Data for the task below:

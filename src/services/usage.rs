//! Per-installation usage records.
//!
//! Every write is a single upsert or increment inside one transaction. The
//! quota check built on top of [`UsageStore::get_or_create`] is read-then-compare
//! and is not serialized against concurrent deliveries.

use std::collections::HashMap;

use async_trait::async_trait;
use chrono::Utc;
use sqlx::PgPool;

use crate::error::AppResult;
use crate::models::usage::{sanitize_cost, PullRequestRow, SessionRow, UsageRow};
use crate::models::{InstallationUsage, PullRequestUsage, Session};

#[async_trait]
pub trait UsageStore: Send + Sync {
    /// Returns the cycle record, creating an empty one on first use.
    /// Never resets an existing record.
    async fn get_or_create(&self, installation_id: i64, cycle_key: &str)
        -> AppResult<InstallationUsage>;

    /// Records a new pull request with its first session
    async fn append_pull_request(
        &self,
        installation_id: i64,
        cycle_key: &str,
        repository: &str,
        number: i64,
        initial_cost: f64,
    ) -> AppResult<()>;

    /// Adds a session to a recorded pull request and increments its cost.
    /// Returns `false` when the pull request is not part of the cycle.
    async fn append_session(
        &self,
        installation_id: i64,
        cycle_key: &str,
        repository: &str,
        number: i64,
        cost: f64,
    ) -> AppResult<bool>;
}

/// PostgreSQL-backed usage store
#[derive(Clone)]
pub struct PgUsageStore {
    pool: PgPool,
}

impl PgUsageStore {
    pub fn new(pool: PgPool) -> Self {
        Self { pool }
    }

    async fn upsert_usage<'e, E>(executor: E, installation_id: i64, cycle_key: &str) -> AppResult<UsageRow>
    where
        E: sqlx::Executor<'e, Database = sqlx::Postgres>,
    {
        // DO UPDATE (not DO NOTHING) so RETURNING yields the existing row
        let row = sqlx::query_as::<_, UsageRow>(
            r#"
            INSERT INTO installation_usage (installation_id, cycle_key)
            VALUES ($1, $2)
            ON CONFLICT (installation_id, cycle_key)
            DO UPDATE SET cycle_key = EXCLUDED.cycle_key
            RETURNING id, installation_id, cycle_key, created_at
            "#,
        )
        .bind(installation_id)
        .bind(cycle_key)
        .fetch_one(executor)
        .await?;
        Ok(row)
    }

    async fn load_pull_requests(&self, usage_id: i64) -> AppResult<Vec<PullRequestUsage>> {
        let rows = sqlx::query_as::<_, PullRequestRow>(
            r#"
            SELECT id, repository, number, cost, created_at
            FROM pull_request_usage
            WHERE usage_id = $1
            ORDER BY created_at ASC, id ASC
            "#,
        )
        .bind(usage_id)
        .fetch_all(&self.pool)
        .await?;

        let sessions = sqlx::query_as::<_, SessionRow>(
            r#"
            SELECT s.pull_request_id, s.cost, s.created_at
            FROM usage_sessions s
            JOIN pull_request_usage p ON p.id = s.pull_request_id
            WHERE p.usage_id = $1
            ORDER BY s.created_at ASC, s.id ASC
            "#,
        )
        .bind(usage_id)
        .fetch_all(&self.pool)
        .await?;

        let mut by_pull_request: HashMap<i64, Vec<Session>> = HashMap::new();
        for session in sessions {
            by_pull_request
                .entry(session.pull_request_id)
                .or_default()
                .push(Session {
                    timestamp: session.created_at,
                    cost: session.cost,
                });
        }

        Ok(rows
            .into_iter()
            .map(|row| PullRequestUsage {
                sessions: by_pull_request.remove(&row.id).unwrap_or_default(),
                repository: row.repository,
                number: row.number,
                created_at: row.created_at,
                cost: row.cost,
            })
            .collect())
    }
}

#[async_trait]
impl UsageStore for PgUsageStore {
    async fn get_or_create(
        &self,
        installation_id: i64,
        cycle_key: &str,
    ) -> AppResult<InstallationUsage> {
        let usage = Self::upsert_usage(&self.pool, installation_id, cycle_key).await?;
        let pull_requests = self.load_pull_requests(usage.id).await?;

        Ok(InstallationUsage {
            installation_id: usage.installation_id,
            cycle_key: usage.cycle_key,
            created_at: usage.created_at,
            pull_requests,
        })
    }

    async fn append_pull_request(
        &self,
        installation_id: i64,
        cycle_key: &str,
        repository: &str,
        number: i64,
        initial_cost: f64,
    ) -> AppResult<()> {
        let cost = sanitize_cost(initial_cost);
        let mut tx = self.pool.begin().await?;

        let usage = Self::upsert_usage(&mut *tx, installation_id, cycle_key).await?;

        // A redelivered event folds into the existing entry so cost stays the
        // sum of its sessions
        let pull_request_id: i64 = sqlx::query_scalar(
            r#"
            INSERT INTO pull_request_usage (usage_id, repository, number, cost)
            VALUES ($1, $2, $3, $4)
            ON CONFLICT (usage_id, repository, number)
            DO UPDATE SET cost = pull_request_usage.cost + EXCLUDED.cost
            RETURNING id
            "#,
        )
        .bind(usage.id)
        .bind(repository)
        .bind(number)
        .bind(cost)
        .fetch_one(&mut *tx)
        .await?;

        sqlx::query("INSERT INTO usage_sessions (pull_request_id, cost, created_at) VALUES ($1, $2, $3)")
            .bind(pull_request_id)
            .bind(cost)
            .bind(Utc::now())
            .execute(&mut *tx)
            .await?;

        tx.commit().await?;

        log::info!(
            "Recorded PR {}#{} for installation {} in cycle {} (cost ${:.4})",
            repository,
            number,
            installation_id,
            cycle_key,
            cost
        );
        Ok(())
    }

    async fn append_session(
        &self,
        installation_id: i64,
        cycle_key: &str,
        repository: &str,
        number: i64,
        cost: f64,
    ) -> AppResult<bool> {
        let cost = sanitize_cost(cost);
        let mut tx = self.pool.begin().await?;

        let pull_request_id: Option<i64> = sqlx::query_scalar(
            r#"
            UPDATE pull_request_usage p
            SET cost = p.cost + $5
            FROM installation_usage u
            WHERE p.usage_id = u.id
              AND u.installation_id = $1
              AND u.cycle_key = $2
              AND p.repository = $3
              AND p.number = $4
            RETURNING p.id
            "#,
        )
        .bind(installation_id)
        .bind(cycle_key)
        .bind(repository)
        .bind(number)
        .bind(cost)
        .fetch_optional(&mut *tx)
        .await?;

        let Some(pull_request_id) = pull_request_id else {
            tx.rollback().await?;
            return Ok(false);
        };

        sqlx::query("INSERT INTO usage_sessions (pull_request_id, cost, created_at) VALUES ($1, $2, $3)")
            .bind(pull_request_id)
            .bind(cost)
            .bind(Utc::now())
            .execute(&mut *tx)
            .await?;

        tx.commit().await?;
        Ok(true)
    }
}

End of Data for the task.

• Your instructions: Reply with the lines from the first line of the entries through the line that contains "pub trait UsageStore: Send", repeated exactly with both ends kept, and with nothing else.

• Task result:
filename src/services/usage.rs
//! Per-installation usage records.
//!
//! Every write is a single upsert or increment inside one transaction. The
//! quota check built on top of [`UsageStore::get_or_create`] is read-then-compare
//! and is not serialized against concurrent deliveries.

use std::collections::HashMap;

use async_trait::async_trait;
use chrono::Utc;
use sqlx::PgPool;

use crate::error::AppResult;
use crate::models::usage::{sanitize_cost, PullRequestRow, SessionRow, UsageRow};
use crate::models::{InstallationUsage, PullRequestUsage, Session};

#[async_trait]
pub trait UsageStore: Send + Sync {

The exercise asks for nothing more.